We all enjoy a bit of myth and conjecture when it comes to car development, don't we? Like the 90mpg Lupo 3L, a car that folklore will tell you only emerged because Renault was allegedly making a three-litre Clio - which became the V6. Or that the Ferrari 550M had such awful fuel consumption it was sent back to be made more efficient... only to be returned with a bigger fuel tank. Or that a certain Brazilian racing driver single-handedly built a mid-engined Honda sports car.
Anyway, now there's another one: the Bugatti Veyron idea began as a sketch on the back of an envelope, the very sketch you see here in fact. It was drawn by Ferdinand Piech, on a Japanese train in 1997, following a discussion with the then-head of VW Powertrain Development, Karl Heinz Neumann. And, because it was 1997, and because Piech was known for being a bit bold and maybe because the sake was really good, he drew an 18-cylinder engine; three VR6s, each set at 60 degrees to the other, with a displacement of 6.25 litres and an output of 555hp. Because of course he did.
But Ferdinand needed somewhere suitable to put his grand powerplant - he was boss of VW back then, though it wasn't the vast, sprawling empire of today. A triple VR6 wasn't going to go in a SEAT Cordoba. Then on his Easter holidays in 1998, Ferdinand learnt that BMW was going to get Rolls-Royce rather than him. The story goes that his son then bought a Bugatti Type 57 SC Atlantic on the holiday - the Piechs clearly weren't at Eastbourne - and Ferdinand had his eureka moment: the 18-cylinder engine was going in a reborn Bugatti.
Brand acquired from Romano Artioli - the man who had got the EB110 to production - the concepts came in earnest. For the Paris show in 1998 Bugatti exhibited the EB118, the red car here at the back of the four-car shot and blue coupe viewed from the rear. It was followed the next spring at Geneva with the EB218, the four-door equivalent. While it might be hard to equate those cars with the 250mph, mid-engined hypercar that the new Bugatti eventually became, the front end of both does give some clue at least of what was to be expected. They were lavish cars, too, decked out the in the finest materials "to compose a work of art" - just like the Veyron.

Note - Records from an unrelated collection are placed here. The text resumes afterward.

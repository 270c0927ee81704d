//! Flood-depth hazard rank merging
//!
//! Stages, in pipeline order:
//! - Decompose: split a source layer into one collection per rank
//! - Merge: dissolve every same-rank feature into one `RankLayer`
//! - Reduce: fold rank layers from highest to lowest so each location keeps
//!   only the highest rank covering it
//! - Extra overlay: fill gaps in the primary result from the secondary
//!   ("extra") category, never overriding a primary rank

mod decompose;
mod extra;
mod label;
mod layer;
mod merge;
mod reduce;

pub use decompose::decompose;
pub use extra::{overlay_extra, ExtraOverlay};
pub use label::Label;
pub use layer::{Footprint, RankLayer, ResultPartition};
pub use merge::{merge_rank, merge_ranks};
pub use reduce::{reduce, PriorityReduce, ReduceParams, Reduction};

In the same year as the EB218, Bugatti showed the first concept that actually looked a bit like the Veyron that would emerge six years later. Frankfurt 1999 witnessed the EB 18/3 Chiron make its debut, still boasting that incredible engine and with a name we'd all come to be a lot more familiar with in time. But you can see it's slightly more awkward than the Veyron we know, presumably as a result of trying to package an 18-cylinder engine into a supercar.
Bugatti still wasn't done for the 20th century though, partying all the way through 1999 with the EB 18/4 Veyron at the Tokyo show. That's the car you see at the front right of the four-car shot, quite clearly indicating how the Veyron would look. But still with the 18-cylinder engine - what a car that might have been.
Come 2000 and the Veyron programme really started to stride forward with the purpose of a Piech project. At Geneva it was announced Bugatti would build a 1,001hp car, which was total lunacy when a 911 Turbo was making 420hp, and followed it up with the Paris show concept also seen in these pictures: the EB 16.4 Veyron. At last the 18-cylinder lump had gone, replaced by a far more modest (!) quad-turbo W16, and by 2001 it was confirmed that Bugatti really was going to build this thousand-horsepower, 400kph car.
Remember when nobody believed it was possible? There was no way in hell that such a car could be made, one that could be as refined as a luxury saloon as well as capable of more than four miles a minute. But Piech and Bugatti persisted, through all the well-documented teething issues of development, to deliver the Veyron in 2005 true to all its claims. Then the doubting stopped. It was the consummate hypercar, capable of damn near anything requested of it, that only went on through its lifetime to be more exciting and even quicker again. Perhaps the Veyron wasn't quite the bedroom poster ideal the EB110 was, but it delivered on every wildly ambitious target set for it - and, 18 cylinders or not, perfectly encapsulated Piech's vision for a reborn Bugatti. 450 were made, and you'll still need a million quid for one - double that budget, though, and you can have a Chocolate Brown Veyron Supersport with Cognac leather. Yes, really.